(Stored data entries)
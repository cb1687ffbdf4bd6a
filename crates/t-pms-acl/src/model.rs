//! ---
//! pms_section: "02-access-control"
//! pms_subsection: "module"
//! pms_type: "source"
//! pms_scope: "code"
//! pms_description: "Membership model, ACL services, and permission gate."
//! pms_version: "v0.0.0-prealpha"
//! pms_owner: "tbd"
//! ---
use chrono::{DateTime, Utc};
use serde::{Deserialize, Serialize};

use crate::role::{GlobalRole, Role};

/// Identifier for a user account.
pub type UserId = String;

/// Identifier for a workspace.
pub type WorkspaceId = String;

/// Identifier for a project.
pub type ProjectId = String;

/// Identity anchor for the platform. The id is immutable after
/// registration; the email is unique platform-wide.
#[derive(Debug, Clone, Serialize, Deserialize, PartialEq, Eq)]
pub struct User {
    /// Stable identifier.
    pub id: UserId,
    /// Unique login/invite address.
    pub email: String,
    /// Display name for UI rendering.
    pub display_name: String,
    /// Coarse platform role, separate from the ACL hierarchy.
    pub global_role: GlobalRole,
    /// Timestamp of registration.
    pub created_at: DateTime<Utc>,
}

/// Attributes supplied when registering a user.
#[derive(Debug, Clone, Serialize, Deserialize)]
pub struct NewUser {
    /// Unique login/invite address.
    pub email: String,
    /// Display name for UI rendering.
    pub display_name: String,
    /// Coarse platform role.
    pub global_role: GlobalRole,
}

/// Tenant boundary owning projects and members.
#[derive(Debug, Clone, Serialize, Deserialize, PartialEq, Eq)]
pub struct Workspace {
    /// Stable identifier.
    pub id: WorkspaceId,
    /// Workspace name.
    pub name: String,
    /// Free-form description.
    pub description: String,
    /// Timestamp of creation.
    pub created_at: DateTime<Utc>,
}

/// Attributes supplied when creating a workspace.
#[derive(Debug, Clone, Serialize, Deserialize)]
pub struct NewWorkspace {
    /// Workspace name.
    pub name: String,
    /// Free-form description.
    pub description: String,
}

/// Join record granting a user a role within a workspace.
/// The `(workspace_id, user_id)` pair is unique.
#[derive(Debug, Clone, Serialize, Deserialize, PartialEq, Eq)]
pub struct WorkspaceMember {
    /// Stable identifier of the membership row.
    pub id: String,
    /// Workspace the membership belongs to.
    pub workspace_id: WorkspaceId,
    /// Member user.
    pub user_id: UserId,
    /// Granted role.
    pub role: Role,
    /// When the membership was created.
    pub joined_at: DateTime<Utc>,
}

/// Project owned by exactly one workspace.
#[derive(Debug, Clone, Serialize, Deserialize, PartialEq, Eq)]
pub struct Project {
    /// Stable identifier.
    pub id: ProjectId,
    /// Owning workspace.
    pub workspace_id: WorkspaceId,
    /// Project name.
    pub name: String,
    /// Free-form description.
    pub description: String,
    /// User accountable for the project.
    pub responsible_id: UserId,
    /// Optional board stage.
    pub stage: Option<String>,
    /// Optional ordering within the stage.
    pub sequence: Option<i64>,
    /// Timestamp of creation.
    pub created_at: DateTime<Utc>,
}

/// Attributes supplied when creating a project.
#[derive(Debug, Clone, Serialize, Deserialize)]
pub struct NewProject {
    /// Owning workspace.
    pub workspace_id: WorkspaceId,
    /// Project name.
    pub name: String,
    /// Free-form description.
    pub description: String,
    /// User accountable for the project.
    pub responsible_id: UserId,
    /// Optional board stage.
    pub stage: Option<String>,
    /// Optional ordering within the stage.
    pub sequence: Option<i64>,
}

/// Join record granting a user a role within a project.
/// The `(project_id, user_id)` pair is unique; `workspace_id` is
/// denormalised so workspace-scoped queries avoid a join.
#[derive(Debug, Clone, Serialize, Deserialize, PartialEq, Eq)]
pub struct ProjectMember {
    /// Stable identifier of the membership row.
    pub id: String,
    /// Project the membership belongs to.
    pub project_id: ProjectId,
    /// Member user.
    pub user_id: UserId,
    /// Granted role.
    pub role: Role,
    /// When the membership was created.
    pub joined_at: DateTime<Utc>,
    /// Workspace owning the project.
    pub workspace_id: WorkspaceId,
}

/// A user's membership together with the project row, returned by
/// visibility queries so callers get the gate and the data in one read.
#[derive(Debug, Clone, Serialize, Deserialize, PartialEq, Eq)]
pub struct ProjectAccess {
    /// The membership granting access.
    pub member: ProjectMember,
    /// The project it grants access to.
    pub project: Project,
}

- WHAT YOU HAVE TO DO -
Up to and including the line with "for a workspace.", output every line of the records above exactly, starting from the first; output nothing else.

- RESULT OF THIS EXERCISE -
repository cb1687ffbdf4bd6a
filename crates/t-pms-acl/src/model.rs
//! ---
//! pms_section: "02-access-control"
//! pms_subsection: "module"
//! pms_type: "source"
//! pms_scope: "code"
//! pms_description: "Membership model, ACL services, and permission gate."
//! pms_version: "v0.0.0-prealpha"
//! pms_owner: "tbd"
//! ---
use chrono::{DateTime, Utc};
use serde::{Deserialize, Serialize};

use crate::role::{GlobalRole, Role};

/// Identifier for a user account.
pub type UserId = String;

/// Identifier for a workspace.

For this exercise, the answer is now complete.